Are all pet foods created equal? Absolutely not! There is an old saying you are all familiar with - you get what you pay for! This is especially true with pet foods. As a general rule of thumb, the higher price the food is per pound, the higher quality are the ingredients, and the better the food is for your pet.
But what about all the percentages listed on the bags? These figures may look good, but they can be misleading. For example, the percentage protein listed does not consider the digestibility of the protein. So although the high-priced food and the bargain-basement food may both say 23% protein, the former is probably 90% digestible, while the latter is usually an inferior protein (plant based) that is poorly digested. (The current testing will give a 20% protein rating to a batch of ground-up leather boots - hardly a quality diet for your favorite friend!)
So what should I feed my pet? Stick with quality brand names - stay away from local-produced foods and generic brands. If in doubt definitely ask your Veterinarian! Although you do not necessarily need to feed the most expensive foods (unless you have a show or performance pet), the higher-priced foods are definitely higher quality and better for your pet.
OK, so now I have a quality food - how much should I feed? This answer can be difficult and hard to enforce. But please, do NOT kill your pet with kindness! This sounds terrible, but I see it happen all the time! Overfeeding will cut years off his/her life span. We definitely discourage free-choice feeding (leaving the bowl full all the time); and encourage once or twice daily meal times. Each meal should be a measured amount of food that will keep your pet at a healthy weight. Overindulging your pet and letting him eat as much as he desires will definitely cause obesity. And contrary to popular opinion, your pets will love you just as much if you limit the daily intake - in fact they will love you for more years than you can imagine!
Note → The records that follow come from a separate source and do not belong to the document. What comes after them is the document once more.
//! Enclave configuration passed at initialization
//
// SPDX-License-Identifier: MIT
// Copyright (C) 2022 VTT Technical Research Centre of Finland Ltd

use crate::Error;
use crate::message::{MessageReader, MessageWriter};

/// An environment variable to install before user initialization.
/// Both fields are required; they are optional here so that an incomplete
/// entry can be represented and rejected by the enclave.
#[derive(Clone, Debug, Default, PartialEq, Eq)]
pub struct EnvironmentVariable {
    pub name:  Option<String>,
    pub value: Option<String>,
}

impl EnvironmentVariable {
    pub fn new(name: &str, value: &str) -> Self {
        Self{name: Some(name.to_string()), value: Some(value.to_string())}
    }
}

/// Logging settings for the enclave
#[derive(Clone, Debug, PartialEq, Eq)]
pub struct LoggingConfig {
    /// Directory for log files, empty for the default
    pub log_directory: String,
    /// Verbosity 0 (errors) to 4 (trace); negative leaves the level as is
    pub vlog_level:    i32,
}

impl Default for LoggingConfig {
    fn default() -> Self {
        Self{log_directory: String::new(), vlog_level: -1}
    }
}

/// Configuration of one enclave instance
#[derive(Clone, Debug, PartialEq, Eq)]
pub struct EnclaveConfig {
    pub environment_variables: Vec<EnvironmentVariable>,
    /// Allows snapshot and restore, which fork depends on
    pub enable_fork:           bool,
    pub logging:               LoggingConfig,
    /// Host descriptors for stdio, -1 when not provided
    pub stdin_fd:              i32,
    pub stdout_fd:             i32,
    pub stderr_fd:             i32,
    /// Initial working directory, empty to keep the host's
    pub current_working_directory: String,
}

impl Default for EnclaveConfig {
    fn default() -> Self {
        Self{environment_variables:     Vec::new(),
             enable_fork:               false,
             logging:                   LoggingConfig::default(),
             stdin_fd:                  -1,
             stdout_fd:                 -1,
             stderr_fd:                 -1,
             current_working_directory: String::new()}
    }
}

impl EnclaveConfig {

    pub fn encode(&self, writer: &mut MessageWriter) {
        writer.push(self.environment_variables.len() as u32);
        for var in &self.environment_variables {
            push_optional(writer, &var.name);
            push_optional(writer, &var.value);
        }
        writer.push(self.enable_fork);
        writer.push_str(&self.logging.log_directory);
        writer.push(self.logging.vlog_level);
        writer.push(self.stdin_fd);
        writer.push(self.stdout_fd);
        writer.push(self.stderr_fd);
        writer.push_str(&self.current_working_directory);
    }

    pub fn decode(reader: &mut MessageReader) -> Result<Self, Error> {
        let count = reader.next::<u32>()? as usize;
        let mut vars = Vec::with_capacity(count.min(reader.remaining()));
        for _ in 0 .. count {
            let name  = next_optional(reader)?;
            let value = next_optional(reader)?;
            vars.push(EnvironmentVariable{name: name, value: value});
        }

        Ok(Self{environment_variables: vars,
                enable_fork:           reader.next()?,
                logging:               LoggingConfig{log_directory: reader.next_string()?,
                                                     vlog_level:    reader.next()?},
                stdin_fd:              reader.next()?,
                stdout_fd:             reader.next()?,
                stderr_fd:             reader.next()?,
                current_working_directory: reader.next_string()?})
    }
}

fn push_optional(writer: &mut MessageWriter, value: &Option<String>) {
    writer.push(value.is_some());
    writer.push_str(value.as_deref().unwrap_or(""));
}

fn next_optional(reader: &mut MessageReader) -> Result<Option<String>, Error> {
    let present = reader.next::<bool>()?;
    let value   = reader.next_string()?;
    Ok(if present { Some(value) } else { None })
}
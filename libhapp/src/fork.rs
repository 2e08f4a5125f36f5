//! Secure fork of a running enclave
//!
//! Without state preservation this is a plain `fork()` after which the
//! child adopts the enclave. With state preservation the parent takes an
//! encrypted snapshot, forks, and the child reloads the enclave at the same
//! base address, receives the snapshot key over a socket pair and restores
//! memory. The child reports the outcome over a pipe; the parent waits for
//! it with a timeout.
//
// SPDX-License-Identifier: MIT
// Copyright (C) 2022 VTT Technical Research Centre of Finland Ltd

use std::os::unix::io::{AsRawFd, FromRawFd, OwnedFd, RawFd};
use std::sync::Weak;
use std::time::Duration;

use edge::message::{MessageReader, MessageWriter};
use edge::snapshot::{ForkHandshakeConfig, SnapshotLayout};
use log::{error, info, warn};
use nix::errno::Errno;
use nix::sys::select::{select, FdSet};
use nix::sys::socket::{socketpair, AddressFamily, SockFlag, SockType};
use nix::sys::time::{TimeVal, TimeValLike};
use nix::unistd::{pipe, ForkResult};

use crate::Error;
use crate::enclave::{EnclaveManager, ForkConfig};
use crate::ocall::{reply_error, Listener};
use crate::transmit::Transmit;

/// How long the parent waits for the child's status
pub const FORK_TIMEOUT: Duration = Duration::from_secs(5);

/// Status the child sends when the enclave is restored
pub const CHILD_FORK_SUCCEEDED: &str = "Child fork succeeded";

const CHILD_RELOAD_FAILED:   &str = "Child enclave reload failed";
const CHILD_ADDRESS_CHANGED: &str = "Child enclave base address changed";
const CHILD_KEY_FAILED:      &str = "Child DoSnapshotKeyTransfer failed";
const CHILD_RESTORE_FAILED:  &str = "Child EnterAndRestore failed";

const STATUS_BUFFER_SIZE: usize = 64;

/// Fork failures
#[derive(thiserror::Error, Debug)]
pub enum ForkError {
    #[error("no enclave named {0}")]
    UnknownEnclave(String),
    #[error("taking the snapshot failed: {0}")]
    Snapshot(Error),
    #[error("creating the fork channels failed: {0}")]
    Channel(Errno),
    #[error("fork failed: {0}")]
    Fork(Errno),
    #[error("reloading the enclave in the child failed: {0}")]
    Reload(Error),
    #[error("child enclave at {actual:#x}, parent enclave at {expected:#x}")]
    AddressMismatch { expected: usize, actual: usize },
    #[error("snapshot key transfer failed: {0}")]
    KeyTransfer(Error),
    #[error("restoring the snapshot failed: {0}")]
    Restore(Error),
    #[error("no status from the child within {0:?}")]
    Timeout(Duration),
    #[error("reading the child status failed: {0}")]
    Status(Error),
    #[error("child reported: {0}")]
    Child(String),
}

impl ForkError {

    /// Errno reported to the enclave for this failure
    pub fn errno(&self) -> i32 {
        return match self {
            ForkError::UnknownEnclave(_)    => libc::EINVAL,
            ForkError::Snapshot(_)          => libc::ENOMEM,
            ForkError::Channel(_)           => libc::EFAULT,
            ForkError::Fork(errno)          => *errno as i32,
            ForkError::Reload(_)            => libc::ENOMEM,
            ForkError::AddressMismatch{..}  => libc::EAGAIN,
            ForkError::KeyTransfer(_)       => libc::EFAULT,
            ForkError::Restore(_)           => libc::EAGAIN,
            ForkError::Timeout(_)           => libc::EFAULT,
            ForkError::Status(_)            => libc::EFAULT,
            ForkError::Child(_)             => libc::EFAULT,
        };
    }
}

/// Fork the process, optionally carrying the enclave's state to the child
///
/// # Inputs
/// * 'manager' owns the enclave
/// * 'name' is the enclave to duplicate
/// * 'restore_snapshot' carries enclave memory over to the child
///
/// # Returns
///
/// The child's pid in the parent, 0 in the child, or the failure

pub fn fork(manager: &EnclaveManager, name: &str, restore_snapshot: bool) -> Result<i32, ForkError> {
    let client = manager.get_client(name)
                        .ok_or_else(|| ForkError::UnknownEnclave(name.to_string()))?;

    if !restore_snapshot {
        return match unsafe { nix::unistd::fork() }.map_err(ForkError::Fork)? {
            ForkResult::Child => {
                client.set_process_id();
                Ok(0)
            },
            ForkResult::Parent{child} => Ok(child.as_raw()),
        };
    }

    let mut config = manager.get_load_config(name)
                            .ok_or_else(|| ForkError::UnknownEnclave(name.to_string()))?;
    let base = client.base_address();
    let size = client.enclave_size();

    /* Both processes own a copy of the buffers after fork and free their own */
    let snapshot = client.enter_and_take_snapshot().map_err(ForkError::Snapshot)?;

    /* [0] is the child's end, [1] the parent's */
    let (child_end, parent_end) = socketpair(AddressFamily::Unix, SockType::Stream, None,
                                             SockFlag::empty())
                                             .map_err(ForkError::Channel)?;
    let child_end  = unsafe { OwnedFd::from_raw_fd(child_end) };
    let parent_end = unsafe { OwnedFd::from_raw_fd(parent_end) };
    let (status_read, status_write) = pipe().map_err(ForkError::Channel)?;
    let status_read  = unsafe { OwnedFd::from_raw_fd(status_read) };
    let status_write = unsafe { OwnedFd::from_raw_fd(status_write) };

    match unsafe { nix::unistd::fork() }.map_err(ForkError::Fork)? {
        ForkResult::Child => {
            drop(status_read);
            drop(parent_end);

            config.fork_config = Some(ForkConfig{base_address: base, enclave_size: size});
            let result = restore_in_child(manager, config, base, child_end.as_raw_fd(), &snapshot);
            let status = match &result {
                Ok(())                              => CHILD_FORK_SUCCEEDED,
                Err(ForkError::AddressMismatch{..}) => CHILD_ADDRESS_CHANGED,
                Err(ForkError::KeyTransfer(_))      => CHILD_KEY_FAILED,
                Err(ForkError::Restore(_))          => CHILD_RESTORE_FAILED,
                Err(_)                              => CHILD_RELOAD_FAILED,
            };
            if let Err(err) = Transmit::new().write(status_write.as_raw_fd(), status.as_bytes()) {
                error!("child could not report fork status: {}", err);
            }

            result.map(|_| 0)
        },
        ForkResult::Parent{child} => {
            drop(status_write);
            drop(child_end);

            let handshake = ForkHandshakeConfig{is_parent: true, socket: parent_end.as_raw_fd()};
            client.enter_and_transfer_secure_snapshot_key(&handshake)
                  .map_err(|err| {
                      error!("parent snapshot key transfer failed: {}", err);
                      ForkError::KeyTransfer(err)
                  })?;

            wait_for_child_status(status_read.as_raw_fd(), FORK_TIMEOUT)?;
            info!("enclave {} forked into process {}", name, child.as_raw());
            Ok(child.as_raw())
        },
    }
}

fn restore_in_child(manager: &EnclaveManager,
                    config: crate::enclave::LoadConfig,
                    base: usize,
                    socket: RawFd,
                    snapshot: &SnapshotLayout)
                    -> Result<(), ForkError> {

    let name = config.name.clone();
    let client = manager.load_enclave(config).map_err(ForkError::Reload)?;
    if client.base_address() != base {
        error!("child enclave loaded at {:#x}, expected {:#x}", client.base_address(), base);
        if let Err(err) = manager.destroy_enclave(&name, &[], true) {
            warn!("dropping misplaced enclave {} failed: {}", name, err);
        }
        return Err(ForkError::AddressMismatch{expected: base, actual: client.base_address()});
    }

    let handshake = ForkHandshakeConfig{is_parent: false, socket: socket};
    client.enter_and_transfer_secure_snapshot_key(&handshake)
          .map_err(ForkError::KeyTransfer)?;
    client.enter_and_restore(snapshot).map_err(ForkError::Restore)?;
    Ok(())
}

/// Wait for the child's status on the read end of the status pipe
///
/// # Inputs
/// * 'fd' is the read end of the pipe
/// * 'timeout' bounds the wait
///
/// # Returns
///
/// Ok() only if the child sent exactly `CHILD_FORK_SUCCEEDED`

pub fn wait_for_child_status(fd: RawFd, timeout: Duration) -> Result<(), ForkError> {
    let mut remaining = TimeVal::milliseconds(timeout.as_millis() as i64);
    loop {
        let mut readable = FdSet::new();
        readable.insert(fd);
        /* Linux leaves the unslept time in `remaining` */
        match select(fd + 1, Some(&mut readable), None::<&mut FdSet>, None::<&mut FdSet>,
                     Some(&mut remaining)) {
            Ok(0)             => return Err(ForkError::Timeout(timeout)),
            Ok(_)             => break,
            Err(Errno::EINTR) => continue,
            Err(errno)        => return Err(ForkError::Status(Error::posix(errno as i32, "select"))),
        }
    }

    let mut buf = [0u8; STATUS_BUFFER_SIZE];
    let len = loop {
        match nix::unistd::read(fd, &mut buf) {
            Ok(len)           => break len,
            Err(Errno::EINTR) => continue,
            Err(errno)        => return Err(ForkError::Status(Error::posix(errno as i32, "read"))),
        }
    };
    if len == 0 {
        return Err(ForkError::Status(Error::ConnectionClosed));
    }

    let status = &buf[.. len];
    if status != CHILD_FORK_SUCCEEDED.as_bytes() {
        let message = String::from_utf8_lossy(status).into_owned();
        error!("{}", message);
        return Err(ForkError::Child(message));
    }
    Ok(())
}

/// Listener for `CallID::Fork`
///
/// Arguments: enclave name, whether to restore the snapshot.
/// Reply: pid (or -1) and bridge errno.

pub(crate) fn fork_listener(manager: Weak<EnclaveManager>) -> Box<dyn Listener> {
    Box::new(move |input: &mut MessageReader, output: &mut MessageWriter| -> Result<(), Error> {
        let name = input.next_string()?;
        let restore_snapshot = input.next::<bool>()?;
        let manager = manager.upgrade()
                             .ok_or_else(|| Error::FailedPrecondition("host runtime is gone".into()))?;

        match fork(&manager, &name, restore_snapshot) {
            Ok(pid) => reply_error(output, pid, 0),
            Err(err) => {
                error!("fork of enclave {} failed: {}", name, err);
                reply_error(output, -1i32, err.errno());
            },
        }
        Ok(())
    })
}

#[cfg(test)]
mod tests {
    use super::*;

    use std::time::Instant;

    fn status_pipe() -> (OwnedFd, OwnedFd) {
        let (read, write) = pipe().unwrap();
        unsafe { (OwnedFd::from_raw_fd(read), OwnedFd::from_raw_fd(write)) }
    }

    #[test]
    fn success_marker_is_accepted() {
        let (read, write) = status_pipe();
        Transmit::new().write(write.as_raw_fd(), CHILD_FORK_SUCCEEDED.as_bytes()).unwrap();
        wait_for_child_status(read.as_raw_fd(), FORK_TIMEOUT).unwrap();
    }

    #[test]
    fn failure_string_is_reported() {
        let (read, write) = status_pipe();
        Transmit::new().write(write.as_raw_fd(), CHILD_RESTORE_FAILED.as_bytes()).unwrap();
        match wait_for_child_status(read.as_raw_fd(), FORK_TIMEOUT) {
            Err(ForkError::Child(message)) => assert_eq!(message, CHILD_RESTORE_FAILED),
            other => panic!("unexpected {:?}", other),
        }
    }

    #[test]
    fn marker_prefix_is_not_success() {
        let (read, write) = status_pipe();
        Transmit::new().write(write.as_raw_fd(), b"Child fork succeeded!").unwrap();
        assert!(wait_for_child_status(read.as_raw_fd(), FORK_TIMEOUT).is_err());
    }

    #[test]
    fn closed_pipe_is_a_failure() {
        let (read, write) = status_pipe();
        drop(write);
        assert!(matches!(wait_for_child_status(read.as_raw_fd(), FORK_TIMEOUT),
                         Err(ForkError::Status(Error::ConnectionClosed))));
    }

    #[test]
    fn silent_child_times_out() {
        let (read, _write) = status_pipe();
        let start = Instant::now();
        let err = wait_for_child_status(read.as_raw_fd(), FORK_TIMEOUT).unwrap_err();
        assert!(matches!(err, ForkError::Timeout(_)));
        assert_eq!(err.errno(), libc::EFAULT);
        assert!(start.elapsed() >= Duration::from_millis(4900));
        assert!(start.elapsed() < Duration::from_secs(30));
    }

    #[test]
    fn errno_mapping() {
        assert_eq!(ForkError::Snapshot(Error::OutOfMemory).errno(), libc::ENOMEM);
        assert_eq!(ForkError::AddressMismatch{expected: 1, actual: 2}.errno(), libc::EAGAIN);
        assert_eq!(ForkError::Restore(Error::Crypto("tag".into())).errno(), libc::EAGAIN);
        assert_eq!(ForkError::KeyTransfer(Error::ConnectionClosed).errno(), libc::EFAULT);
    }
}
How about treats? As long as your pet readily eats a proper portion of dog/cat food daily, a few treats or snacks are perfectly OK. But remember, you cannot balance a diet with people food or dog biscuits. If these become a major component of the daily diet, nutritional disorders will develop! Table foods lack the necessary vitamin/mineral balance necessary for a pet, meats are too high in potassium and too low in calcium (ever heard of osteoporosis?), and dog biscuits are loaded with fattening calories. Little bits of all these are all right, but excesses will cause problems! Fruits and vegetables, cooked or raw, make excellent snacks, and many pets develop a real taste for these healthy tidbits. (The main exception is onions - they can be extremely toxic whether cooked or raw, so no onions!)